Exclude results which have the same property and value

Question

If I have this data:

:a :p :x; a :C .
:b :p :y; a :C . 
:c :p :y; a :C .
:d :q :z; a :C .
:e :p :y; a :C .

How to make a SPARQL query to select the first ?s :p :y and exclude any other.

In other words, how to change this query:

SELECT *
WHERE {?s a :C}

so that on this data, there should be only two results, :d and either :b or :c or :e. It doesn't matter which, as it depends on the order of matching against the pattern, which I guess is outside the control of the query.

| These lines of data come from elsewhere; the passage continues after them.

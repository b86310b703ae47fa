//! The `error` module defines the error types used within `pubsub_bridge`.
//!
//! Broker clients report [`BrokerError`]; the messaging layer wraps those into
//! [`MessagingError`] for callers of publish/subscribe. Errors raised while a
//! single inbound message is processed are [`DeliveryError`]s and never leave
//! the delivery loop.

use std::path::PathBuf;

use thiserror::Error;

/// Error type returned by user message handlers.
pub type HandlerError = Box<dyn std::error::Error + Send + Sync>;

/// Failures reported by a broker client.
#[derive(Debug, Clone, Error, PartialEq, Eq)]
pub enum BrokerError {
    #[error("{kind} '{name}' already exists")]
    AlreadyExists { kind: &'static str, name: String },

    #[error("{kind} '{name}' not found")]
    NotFound { kind: &'static str, name: String },

    #[error("broker unavailable: {0}")]
    Unavailable(String),

    #[error("broker rejected request: {0}")]
    Rejected(String),

    #[error("subscription stream closed")]
    Closed,
}

/// Failures while turning connection options into a usable client.
#[derive(Debug, Error)]
pub enum ConnectionError {
    #[error("credentials are not valid JSON: {0}")]
    InvalidCredentials(#[source] serde_json::Error),

    #[error("credentials must be a JSON object")]
    CredentialsNotAnObject,

    #[error("failed to stage credentials at {path}: {source}")]
    Staging {
        path: PathBuf,
        #[source]
        source: std::io::Error,
    },

    #[error("failed to connect to broker: {0}")]
    Connect(#[source] BrokerError),
}

/// Both halves of a create-or-fetch attempt failed.
#[derive(Debug, Clone, Error, PartialEq, Eq)]
#[error("create failed ({create}); fetch failed ({fetch})")]
pub struct ResolutionFailure {
    pub create: BrokerError,
    pub fetch: BrokerError,
}

/// Errors surfaced to callers of `publish` and `subscribe`.
#[derive(Debug, Error)]
pub enum MessagingError {
    #[error(transparent)]
    Connection(#[from] ConnectionError),

    #[error("could not resolve topic '{topic}': {source}")]
    TopicResolution {
        topic: String,
        #[source]
        source: ResolutionFailure,
    },

    #[error("could not resolve subscription '{subscription}': {source}")]
    SubscriptionResolution {
        subscription: String,
        #[source]
        source: ResolutionFailure,
    },

    #[error("publish to '{topic}' failed: {source}")]
    Publish {
        topic: String,
        #[source]
        source: BrokerError,
    },

    #[error("could not open message stream for '{subscription}': {source}")]
    Listen {
        subscription: String,
        #[source]
        source: BrokerError,
    },

    #[error("topic name must not be empty")]
    EmptyTopicName,

    #[error("failed to encode message: {0}")]
    Encode(#[from] serde_json::Error),

    #[error("messaging is unavailable")]
    Unavailable,
}

/// Failures while processing one inbound message.
#[derive(Debug, Error)]
pub enum DeliveryError {
    #[error("payload is not valid JSON: {0}")]
    Decode(#[source] serde_json::Error),

    #[error("handler failed: {0}")]
    Handler(#[source] HandlerError),

    #[error("handler panicked: {0}")]
    Panicked(String),
}

/// Rejected binding declarations.
#[derive(Debug, Clone, Error, PartialEq, Eq)]
pub enum BindingError {
    #[error("binding has an empty topic name")]
    EmptyTopic,

    #[error("topic '{0}' is bound more than once")]
    Duplicate(String),
}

Note: I'm simplifying the actual case, where there is a set of patterns, not just ?s a :C, but the idea is, if some matching triples are also linked with :p, there should be one result for identical ?o in the ?s :p ?o pattern.

Answer 1

You can group by ?p and ?o and then sample from the ?s values in each group:

select (sample(?s_) as ?s) ?p ?o where {
  ?s_ a :C .
  ?s_ ?p ?o. 

  #-- Filter here is used to exclude the property that was used
  #-- for selecting individuals (?s_ a :C).  In general, this 
  #-- just needs to make sure that the selection criteria aren't 
  #-- the same as what we're grouping on.  If the candidate values
  #-- of ?p are known in advance, this could replaced by 
  #-- `values ?p { :p :q ... }`.
  filter(?p != rdf:type)
}
group by ?p ?o

Answer 2

You can use LIMIT to limit the results to only one row:

SELECT ?s {
  ?s :p :y .
} LIMIT 1

You can use ORDER BY to affect the order of the results and thus the resource that will be selected.